Six Degrees of Separation 1993 Adapted from the John Guare play which was inspired by the real-life 1980s story of a young con man/robber who convinced people he was the son of actor Sidney Poitier. Thoroughly intriguing, the more so as it derives from an actual series of events.
One night, his suit disheveled, his arm bleeding, Paul (Will Smith) shows up at the door of socialite Ouisa and art dealer Flan Kittredge (Stockard Channing and Donald Sutherland), claiming to be a friend of their Ivy League kids. He also modestly professes to be the son of Sidney Poitier. The young man has been mugged and knows no one in New York.
Poised, articulate, flattering, and knowledgeable about the kids, Paul is welcomed into the Kittredge home the same night they’re hosting Geoffrey Miller (Ian McKellan), who could be pivotal in securing an art sale for Flan. The unexpected stranger whips up a gourmet meal charming everyone and helping to promote the deal. He’s invited to spend the night. Waking to a commotion, it’s discovered he’s brought back a street hustler. Pieces of the façade fall away. It turns out the couple are not the first to believe the scammer. Still Ouisa is sympathetic and… Free with Amazon Prime.
The Leisure Seeker 2018 Based on the novel by Michael Zadoorian. Directed by Paolo Virzi. When their son Will (Christian McKay) arrives with a birthday cake for his father’s scheduled party, he finds John and Ella Spencer (Donald Sutherland and Helen Mirren) have disappeared from their home. Angry and upset, he calls his sister Jane (Janel Maloney) who discourages Will from alerting the police. The folks’ old 1970s camper The Leisure Seeker is also missing.

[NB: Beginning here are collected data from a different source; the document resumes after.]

//! User repository implementation

use sqlx::{PgConnection, PgPool};

use crate::models::user::{CreateUserRequest, Role, User};
use crate::utils::errors::ConvivioError;

#[derive(Debug, Clone)]
pub struct UserRepository {
    pool: PgPool,
}

impl UserRepository {
    pub fn new(pool: PgPool) -> Self {
        Self { pool }
    }

    /// Create a new user
    pub async fn create(&self, request: CreateUserRequest) -> Result<User, ConvivioError> {
        let user = sqlx::query_as::<_, User>(
            r#"
            INSERT INTO users (email, display_name, role)
            VALUES ($1, $2, $3)
            RETURNING id, email, display_name, role, created_at
            "#,
        )
        .bind(request.email)
        .bind(request.display_name)
        .bind(request.role.unwrap_or(Role::Member))
        .fetch_one(&self.pool)
        .await?;

        Ok(user)
    }

    /// Find user by ID
    pub async fn find_by_id(&self, id: i64) -> Result<Option<User>, ConvivioError> {
        let user = sqlx::query_as::<_, User>(
            "SELECT id, email, display_name, role, created_at FROM users WHERE id = $1",
        )
        .bind(id)
        .fetch_optional(&self.pool)
        .await?;

        Ok(user)
    }

    /// Find user by email
    pub async fn find_by_email(&self, email: &str) -> Result<Option<User>, ConvivioError> {
        let user = sqlx::query_as::<_, User>(
            "SELECT id, email, display_name, role, created_at FROM users WHERE email = $1",
        )
        .bind(email)
        .fetch_optional(&self.pool)
        .await?;

        Ok(user)
    }

    /// List all users
    pub async fn list(&self) -> Result<Vec<User>, ConvivioError> {
        let users = sqlx::query_as::<_, User>(
            "SELECT id, email, display_name, role, created_at FROM users ORDER BY created_at ASC",
        )
        .fetch_all(&self.pool)
        .await?;

        Ok(users)
    }

    /// Count total users
    pub async fn count(&self) -> Result<i64, ConvivioError> {
        let count: (i64,) = sqlx::query_as("SELECT COUNT(*) FROM users")
            .fetch_one(&self.pool)
            .await?;

        Ok(count.0)
    }

    /// Lock a user row for the remainder of the caller's transaction.
    ///
    /// The ban cascade takes this lock first so concurrent operations keyed on
    /// the same user serialize behind it.
    pub async fn lock_by_id(
        &self,
        conn: &mut PgConnection,
        id: i64,
    ) -> Result<Option<User>, ConvivioError> {
        let user = sqlx::query_as::<_, User>(
            "SELECT id, email, display_name, role, created_at FROM users WHERE id = $1 FOR UPDATE",
        )
        .bind(id)
        .fetch_optional(conn)
        .await?;

        Ok(user)
    }

    /// Delete a user inside the caller's transaction
    pub async fn delete(&self, conn: &mut PgConnection, id: i64) -> Result<(), ConvivioError> {
        sqlx::query("DELETE FROM users WHERE id = $1")
            .bind(id)
            .execute(conn)
            .await?;

        Ok(())
    }
}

We join the senior Spencers en route from Wellesley, Massachusetts to The Ernest Hemmingway House in The Florida Keys. John drives – apparently against doctor’s orders. Setting up at camp sites is automatic, but he fades in and out of dementia, repeating simple demands; recalling everything about an old student who approaches, then forgetting his wife’s name; perfectly quoting long passages of literature to waitresses, then becoming jealous of a man Ella knew forty years ago. She tries to keep her husband close (not always successfully) and wearily chides him for forgetting. They clearly love one another deeply.
The trip is full of small adventures, mishaps, and frustration. Ella is increasingly ill. This is a last vacation. A master class on nuanced acting. Rent on Amazon Prime.